Entre las reformas para evitar tan fatídico escenario propuso terminar con la actual disociación entre el actual padrón electoral y el país real -con la inscripción automática de los mayores de 18 años-, reformar los partidos políticos -incorporando el financiamiento público y las primarias internas-, avanzar en mecanismos de democracia directa -iniciativa popular de ley y plebiscitos-, corregir los efectos del sistema binominal haciéndolo más proporcional y, por último, promover una modificación constitucional que restablezca el equilibrio entre el estado, el mercado y la ciudadanía.
El diputado Hugo Gutiérrez (PC) expresó que, históricamente, la participación ciudadana ha sido una conquista popular y hoy es un derecho humano que se expresa en la democracia y su profundización.
Tras enfatizar que la participación hace a los gobiernos más eficientes y mejora la calidad de vida de la gente, aseguró que la actual Constitución Política de nuestro país no cree en la participación ni la fomenta "porque está diseñada sobre la base de la desconfianza a la ciudadanía, a la cual quiere ajena a la participación política".

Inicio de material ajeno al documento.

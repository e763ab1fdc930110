//! Tagged value tree accepted by the mapping engine.
//!
//! [`Value`] is the explicit sum type the mapping walker dispatches on. It can
//! be built by hand, converted from `serde_json::Value`, or adapted from any
//! `Serialize` type with [`Value::from_serialize`]. In the latter case struct
//! field names become object keys, `#[serde(rename = "...")]` acts as the
//! field's tag name and `#[serde(skip)]` removes a field entirely.
//!
//! # Examples
//!
//! ```
//! use glaive::document::Value;
//!
//! let value = Value::object([
//!     ("name", Value::from("marty")),
//!     ("age", Value::from(19)),
//!     ("tags", Value::from(vec!["a", "b"])),
//! ]);
//!
//! assert_eq!(value.get("name"), Some(&Value::from("marty")));
//! ```

use chrono::{DateTime, Utc};
use serde::Serialize;

use crate::error::Result;

/// A dynamically typed value.
#[derive(Debug, Clone, PartialEq)]
pub enum Value {
    /// Absent or null value; never indexed.
    Null,
    /// Boolean value; not indexed by the mapping engine.
    Bool(bool),
    /// Any number, integer or float.
    Number(f64),
    /// A string.
    String(String),
    /// A point in time. Always mapped as a datetime, never descended into.
    Time(DateTime<Utc>),
    /// An ordered list; every element is mapped at the list's own path.
    List(Vec<Value>),
    /// An object with string keys.
    Object(Vec<(String, Value)>),
}

impl Value {
    /// Build an object from key/value pairs.
    pub fn object<K, V, I>(entries: I) -> Self
    where
        K: Into<String>,
        V: Into<Value>,
        I: IntoIterator<Item = (K, V)>,
    {
        Value::Object(
            entries
                .into_iter()
                .map(|(k, v)| (k.into(), v.into()))
                .collect(),
        )
    }

    /// Adapt any serializable value.
    pub fn from_serialize<T: Serialize + ?Sized>(value: &T) -> Result<Self> {
        Ok(Value::from(serde_json::to_value(value)?))
    }

    /// Look up a key when this value is an object.
    pub fn get(&self, key: &str) -> Option<&Value> {
        match self {
            Value::Object(entries) => entries.iter().find(|(k, _)| k == key).map(|(_, v)| v),
            _ => None,
        }
    }

    /// Follow a sequence of object keys.
    pub fn lookup_path<S: AsRef<str>>(&self, path: &[S]) -> Option<&Value> {
        path.iter()
            .try_fold(self, |current, segment| current.get(segment.as_ref()))
    }

    /// Get the string content if this is a string.
    pub fn as_str(&self) -> Option<&str> {
        match self {
            Value::String(s) => Some(s),
            _ => None,
        }
    }

    /// Check whether this value is null.
    pub fn is_null(&self) -> bool {
        matches!(self, Value::Null)
    }
}

impl From<serde_json::Value> for Value {
    fn from(value: serde_json::Value) -> Self {
        match value {
            serde_json::Value::Null => Value::Null,
            serde_json::Value::Bool(b) => Value::Bool(b),
            serde_json::Value::Number(n) => n.as_f64().map(Value::Number).unwrap_or(Value::Null),
            serde_json::Value::String(s) => Value::String(s),
            serde_json::Value::Array(items) => {
                Value::List(items.into_iter().map(Value::from).collect())
            }
            serde_json::Value::Object(map) => {
                Value::Object(map.into_iter().map(|(k, v)| (k, Value::from(v))).collect())
            }
        }
    }
}

impl From<&str> for Value {
    fn from(value: &str) -> Self {
        Value::String(value.to_string())
    }
}

impl From<String> for Value {
    fn from(value: String) -> Self {
        Value::String(value)
    }
}

impl From<bool> for Value {
    fn from(value: bool) -> Self {
        Value::Bool(value)
    }
}

impl From<DateTime<Utc>> for Value {
    fn from(value: DateTime<Utc>) -> Self {
        Value::Time(value)
    }
}

macro_rules! impl_from_number {
    ($($t:ty),*) => {
        $(
            impl From<$t> for Value {
                fn from(value: $t) -> Self {
                    Value::Number(value as f64)
                }
            }
        )*
    };
}

impl_from_number!(f64, f32, i8, i16, i32, i64, u8, u16, u32, u64, usize, isize);

impl<T: Into<Value>> From<Vec<T>> for Value {
    fn from(values: Vec<T>) -> Self {
        Value::List(values.into_iter().map(Into::into).collect())
    }
}

impl<T: Into<Value>> From<Option<T>> for Value {
    fn from(value: Option<T>) -> Self {
        value.map(Into::into).unwrap_or(Value::Null)
    }
}

#[cfg(test)]
mod tests {
    use super::*;
    use serde::Serialize;

    #[derive(Serialize)]
    struct Person {
        #[serde(rename = "fullName")]
        name: String,
        #[serde(skip)]
        #[allow(dead_code)]
        secret: String,
        age: u32,
        nickname: Option<String>,
    }

    #[test]
    fn test_from_serialize_honours_rename_and_skip() {
        let person = Person {
            name: "Marty McFly".to_string(),
            secret: "hidden".to_string(),
            age: 17,
            nickname: None,
        };
        let value = Value::from_serialize(&person).unwrap();

        assert_eq!(value.get("fullName"), Some(&Value::from("Marty McFly")));
        assert_eq!(value.get("age"), Some(&Value::Number(17.0)));
        assert_eq!(value.get("nickname"), Some(&Value::Null));
        assert!(value.get("secret").is_none());
        assert!(value.get("name").is_none());
    }

    #[test]
    fn test_lookup_path() {
        let value = Value::object([("a", Value::object([("b", Value::from("deep"))]))]);
        assert_eq!(value.lookup_path(&["a", "b"]), Some(&Value::from("deep")));
        assert_eq!(value.lookup_path(&["a", "c"]), None);
    }
}
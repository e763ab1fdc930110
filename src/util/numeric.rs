//! Order-preserving encodings for numeric and datetime values.
//!
//! Numbers are indexed as terms, so the term encoding must sort
//! lexicographically in the same order as the values it encodes. A float is
//! first mapped onto a sortable `i64` (flipping the magnitude bits of negative
//! values), and the `i64` is rendered as fixed-width hex after moving it into
//! unsigned space.
//!
//! Datetimes are indexed from their nanosecond timestamp. To let a date range
//! reuse the numeric range machinery, the timestamp is carried as the float
//! whose sortable encoding is that timestamp ([`int64_to_float64`]), which
//! makes the round trip exact.

/// Map an `f64` onto an `i64` that sorts in the same order.
pub fn float64_to_int64(value: f64) -> i64 {
    let bits = value.to_bits() as i64;
    if bits < 0 {
        bits ^ 0x7fff_ffff_ffff_ffff
    } else {
        bits
    }
}

/// Inverse of [`float64_to_int64`].
pub fn int64_to_float64(value: i64) -> f64 {
    let bits = if value < 0 {
        value ^ 0x7fff_ffff_ffff_ffff
    } else {
        value
    };
    f64::from_bits(bits as u64)
}

/// Encode a sortable `i64` as a fixed-width term.
pub fn encode_i64(value: i64) -> String {
    format!("{:016x}", (value as u64) ^ (1 << 63))
}

/// Decode a term produced by [`encode_i64`].
pub fn decode_i64(term: &str) -> Option<i64> {
    if term.len() != 16 {
        return None;
    }
    u64::from_str_radix(term, 16)
        .ok()
        .map(|raw| (raw ^ (1 << 63)) as i64)
}

/// Encode a float as an order-preserving term.
pub fn encode_f64(value: f64) -> String {
    encode_i64(float64_to_int64(value))
}

/// Decode a term produced by [`encode_f64`].
pub fn decode_f64(term: &str) -> Option<f64> {
    decode_i64(term).map(int64_to_float64)
}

Agregó que la Constitución no nació de un consenso nacional y, según dijo, "se mantiene en base a una extorsión, producto de que si no se aceptaba esta institucionalidad no se permitiría la transición (...) Por lo tanto no vamos a poder salir de este atolladero mientras no construyamos un consenso que se traduzca en una nueva Constitución política que reconozca los derechos políticos, sociales y culturales, descentralice el poder y reconozca los derechos de los pueblos originarios".
El diputado Cristián Monckeberg (RN) planteó que "hay que avanzar en las reformas políticas en la medida de lo posible, porque existen puntos de vista distintos que hace que no sea posible materializarlo de un día para otro. Se requiere dialogar y mucha discusión hasta que se generen los consensos".
Hizo hincapié que las reformas políticas no deben agotarse sólo en lo electoral sino que también se requieren ajustes institucionales como fortalecer el rol del Parlamento para que haya un mayor equilibrio con el Poder Ejecutivo.
El parlamentario llamó también a avanzar en la implementación de la reforma que instauró la inscripción automática y el voto voluntario, hacer efectivo el voto de los chilenos en el exterior sin condicionarlo a vínculos de éstos con el país, ampliar los plebiscitos comunales, reformar el sistema binominal y elegir en forma directa a los consejeros regionales, además de reformar la ley de partidos para darles financiamiento público y fortalecer su democracia interna.
La asesora legislativa de la bancada UDI, Carolina Infante, puso énfasis en que los chilenos están interesados en los temas públicos y aspiran a una mayor participación en las decisiones que les atañen, realidad que se ve reflejada en el dinamismo que se expresa a través de las redes sociales. Destacó que a ello han contribuido avances como la Ley de Acceso a la Información Pública y las mayores exigencias de transparencia en la gestión del Estado.
Respaldó también mecanismos de democracia directa como la iniciativa ciudadana de ley y alertó sobre los desafíos que impondrá al sistema político la irrupción de tres millones de nuevos electores con la inscripción automática.